(RNN) – White House Press Secretary Sean Spicer resigned Friday morning just as the White House hired Anthony Scaramucci as communications director.
"It's been an honor and a privilege to serve @POTUS @realDonaldTrump and this amazing country. I will continue my service through August," Spicer said on Twitter.
He said his decision was to give the the president a "clean slate" to start with.
Spicer had sent out a tweet from his official White House account less than two hours before his resignation as well, promoting the president's weekly address.
His resignation came as the White House had been criticized by the media for not hosting on-camera briefings for the Washington press corps. The White House broke the streak of off-camera briefings on Friday with an on-camera question-and-answer session with Scaramucci and Huckabee Sanders.
It was announced that Huckabee Sanders was promoted to White House press secretary during the press briefing.
Before Friday afternoon, the last on-camera briefing had been June 29. Then-Deputy Press Secretary Sarah Huckabee Sanders conducted that briefing, not Spicer.
It's been an honor & a privilege to serve @POTUS @realDonaldTrump & this amazing country. I will continue my service through August
— Sean Spicer (@PressSec) July 21, 2017
The White House's newest hire, 53-year-old Scaramucci, was a member of the Trump transition team and met with the president and Ivanka Trump in the Oval Office, according to multiple news outlets.
The former head of SkyBridge Capital, an investment firm, sold off his stake in the business earlier this year. In June, he was named the senior vice president of the U.S. Export-Import Bank.
Anthony Scaramucci
(AP Photo/Michel Euler, File)
White House chief of staff Reince Priebus said he supported Scaramucci's hiring "100 percent." He called the incoming communications director a close friend and described the White House as "all good here."
Scaramucci, also was the subject of a retracted CNN story that caused the resignation of three people who worked on the report. The piece cited a single, anonymous source who said Scaramucci met with a top executive from a billion-dollar Russian investment fund.
CNN apologized to Scaramucci, saying the story did not meet the organization's editorial standards.
Spicer's time behind the podium
Spicer had a stormy tenure as the spokesman for the Trump administration. He was tasked with defending the president's tweet storms and wild on-the-record statements since he became press secretary and communications director on the day of the inauguration.
He had to defend positions that were lacking in credible evidence. The tone was set his first day on the job.
On the day after Trump's inauguration, in his first briefing as White House spokesman, the former Republican National Committee's communications director angrily dressed down the media, claiming they under-reported the size of the Trump inauguration crowd.
"This was the largest crowd to witness an inauguration, period," Spicer said, without any supporting evidence.

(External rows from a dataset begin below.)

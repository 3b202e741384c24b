use chess_core::{PieceKind, Position, Result, Square};
use log::{error, trace};

use crate::check::is_in_check;
use crate::movement::{
    is_valid_bishop_square, is_valid_king_square, is_valid_knight_square, is_valid_pawn_square,
    is_valid_queen_square, is_valid_rook_square,
};

pub fn is_square_on_board(square: Square) -> bool {
    square.is_on_board()
}

/// Structural reachability: `to` fits the movement pattern of the piece on
/// `from` and does not hold a piece of the same color. Ignores whether the
/// mover's own king would be left in check.
pub fn is_valid_square(position: &Position, from: Square, to: Square) -> bool {
    if !is_square_on_board(from) || !is_square_on_board(to) {
        return false;
    }

    let piece = match position.piece_at(from) {
        Some(piece) => piece,
        None => {
            error!("asked to move from empty square {}", from);
            return false;
        }
    };

    if let Some(target) = position.piece_at(to) {
        if target.color == piece.color {
            return false;
        }
    }

    match piece.kind {
        PieceKind::Pawn => is_valid_pawn_square(position, from, to),
        PieceKind::Knight => is_valid_knight_square(position, from, to),
        PieceKind::Bishop => is_valid_bishop_square(position, from, to),
        PieceKind::Rook => is_valid_rook_square(position, from, to),
        PieceKind::Queen => is_valid_queen_square(position, from, to),
        PieceKind::King => is_valid_king_square(position, from, to),
    }
}

/// Plays `from`-`to` on a scratch copy and reports whether the mover's
/// king is safe afterwards. Covers king moves onto attacked squares as
/// well as pieces that were shielding their king.
pub fn is_legal_square(position: &Position, from: Square, to: Square) -> Result<bool> {
    if !is_square_on_board(from) || !is_square_on_board(to) {
        return Ok(false);
    }

    let mut scratch = *position;
    scratch.move_piece(from, to);

    let mover = match scratch.piece_at(to) {
        Some(piece) => piece.color,
        None => return Ok(false),
    };

    let exposed = is_in_check(&scratch, mover)?;
    if exposed {
        trace!("{}-{} would leave the {} king in check", from, to, mover);
    }
    Ok(!exposed)
}

/// Full legality of a single move. The entry point for callers driving a
/// game.
pub fn is_valid_move(position: &Position, from: Square, to: Square) -> Result<bool> {
    if !is_valid_square(position, from, to) {
        return Ok(false);
    }
    is_legal_square(position, from, to)
}

/// Every square the piece on `from` may legally move to, rank-major.
/// Empty for an empty or off-board `from`.
pub fn legal_destinations(position: &Position, from: Square) -> Result<Vec<Square>> {
    if !is_square_on_board(from) || position.is_empty(from) {
        return Ok(Vec::new());
    }

    let mut destinations = Vec::new();
    for to in Square::all() {
        if is_valid_move(position, from, to)? {
            destinations.push(to);
        }
    }
    Ok(destinations)
}
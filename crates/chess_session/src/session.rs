use chess_core::{Color, Position, Result, Square};
use chess_rules::{checkers, is_in_check, is_in_checkmate, is_valid_move, legal_destinations};
use log::{debug, info};

use crate::config::GameConfig;

/// What a click did to the game.
#[derive(Debug, Clone, Copy, PartialEq, Eq)]
pub enum ClickOutcome {
    /// The game is over, input no longer changes anything.
    Ignored,
    Selected(Square),
    Deselected,
    Moved { from: Square, to: Square },
    /// The selected piece may not go there; the selection is dropped.
    Rejected { from: Square, to: Square },
}

#[derive(Debug, Clone, Copy, PartialEq, Eq)]
pub enum GameStatus {
    Ongoing,
    /// The side to move is in check.
    Check { color: Color },
    Checkmate { winner: Color },
}

/// A game driven by square clicks, the way a board UI would drive it.
///
/// The session owns the authoritative [`Position`] and only mutates it
/// through the moves the rules approve.
#[derive(Debug, Clone)]
pub struct GameSession {
    position: Position,
    winner: Option<Color>,
}

impl GameSession {
    pub fn new(config: &GameConfig) -> Self {
        let mut position = Position::from_fen(&config.start_fen);
        if config.flipped {
            position.flip();
        }
        Self::from_position(position)
    }

    pub fn from_position(position: Position) -> Self {
        Self {
            position,
            winner: None,
        }
    }

    pub fn position(&self) -> &Position {
        &self.position
    }

    pub fn is_over(&self) -> bool {
        self.winner.is_some()
    }

    /// Left click on `square`.
    ///
    /// Without a selection, picks up a piece of the side to move. With one,
    /// plays the move if it is legal. Either way a second click clears the
    /// selection.
    pub fn click(&mut self, square: Square) -> Result<ClickOutcome> {
        if self.is_over() {
            return Ok(ClickOutcome::Ignored);
        }

        if !square.is_on_board() {
            self.position.reset_selection();
            return Ok(ClickOutcome::Deselected);
        }

        let from = match self.position.selected() {
            Some(from) => from,
            None => return Ok(self.select(square)),
        };

        let verdict = is_valid_move(&self.position, from, square);
        self.position.reset_selection();

        if !verdict? {
            debug!("rejected {}-{}", from, square);
            return Ok(ClickOutcome::Rejected { from, to: square });
        }

        let mover = self.position.turn();
        self.position.move_piece(from, square);
        self.position.change_turn();
        info!("{} played {}-{}", mover, from, square);

        Ok(ClickOutcome::Moved { from, to: square })
    }

    fn select(&mut self, square: Square) -> ClickOutcome {
        match self.position.piece_at(square) {
            Some(piece) if piece.color == self.position.turn() => {
                self.position.set_selection(square);
                ClickOutcome::Selected(square)
            }
            _ => {
                self.position.reset_selection();
                ClickOutcome::Deselected
            }
        }
    }

    pub fn cancel(&mut self) {
        self.position.reset_selection();
    }

    pub fn flip(&mut self) {
        self.position.flip();
        self.position.reset_selection();
    }

    /// Selects `from` and clicks `to`. True if the move was played.
    pub fn try_move(&mut self, from: Square, to: Square) -> Result<bool> {
        self.position.reset_selection();
        match self.click(from)? {
            ClickOutcome::Selected(_) => {}
            _ => return Ok(false),
        }
        Ok(matches!(self.click(to)?, ClickOutcome::Moved { .. }))
    }

    pub fn hints(&self) -> Result<Vec<Square>> {
        match self.position.selected() {
            Some(from) => legal_destinations(&self.position, from),
            None => Ok(Vec::new()),
        }
    }

    /// Evaluates the board after an input event. Black being mated is
    /// looked at first; once a winner is found it sticks.
    pub fn refresh(&mut self) -> Result<GameStatus> {
        if let Some(winner) = self.winner {
            return Ok(GameStatus::Checkmate { winner });
        }

        for loser in [Color::Black, Color::White] {
            if is_in_checkmate(&self.position, loser)? {
                let winner = loser.opposite();
                info!("{} wins", winner);
                self.winner = Some(winner);
                return Ok(GameStatus::Checkmate { winner });
            }
        }

        let to_move = self.position.turn();
        if is_in_check(&self.position, to_move)? {
            debug!(
                "{} in check from {:?}",
                to_move,
                checkers(&self.position, to_move)?
            );
            return Ok(GameStatus::Check { color: to_move });
        }

        Ok(GameStatus::Ongoing)
    }
}

impl Default for GameSession {
    fn default() -> Self {
        Self::new(&GameConfig::default())
    }
}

The briefing came on Jan. 21, the day after the inauguration, after aerial photos were released by the U.S. Park Service that clearly showed a larger crowd at President Barack Obama's 2008 inauguration. Nielson ratings showed Obama's first inauguration drew a larger TV audience.
He left the podium without taking questions.
Spicer also had to defend the president’s claim that millions of people voted illegally in the fall 2016 election, which gave Democratic challenger Hillary Clinton an almost 3-million popular vote advantage. Trump also claimed his Electoral College victory was the largest since Reagan's in 1984, which was false. He also accused former President Barack Obama of "wire-tapping" him, a claim that remains unproved.
The sudden firing of FBI Director James Comey on Tuesday, May 9, took Spicer and his staff by surprise, and the media went hours after the news broke without official word from the White House. Two days after the firing, Trump contradicted the position taken by the administration and delivered via surrogates on multiple media outlets.
Blistering criticism came from all corners that the president had fired the nation's top law enforcement official who was spearheading the investigation into whether Trump's campaign had ties to Russia's election meddling.
In a May interview, Trump told NBC Anchor Lester Holt that he had already made up his mind to fire Comey before receiving a recommendation from Deputy Attorney General Rod Rosenstein and U.S. Attorney General Jeff Sessions. The White House had said the president made the judgment after reviewing the letters from the two top Department of Justice Officials.
Spicer was replaced in the briefing room by Huckabee Sanders the two days after Comey's firing.
Spicer survived an April mistake when he stated that Adolf Hitler did not use chemical weapons during World War II defending Trump's decision to attack Syria in response to a chemical attack on civilians by President Bashar al-Assad. He apologized profusely, which probably saved his job.
After Trump secured the GOP nomination, Spicer became an advocate for the real estate mogul on talk shows and national news. He became known for a combative relationship with the media during the stretch run of the presidential campaign.
He was lampooned on comedy sketch show Saturday Night Live, portrayed by Melissa McCarthy.
Spicer is a U.S. Naval Reserve Commander.
Previously, he served as assistant U.S. trade representative for media and public affairs in the George W. Bush administration. During the 2000 election cycle, Spicer oversaw the re-election strategies for more than 220 members of Congress.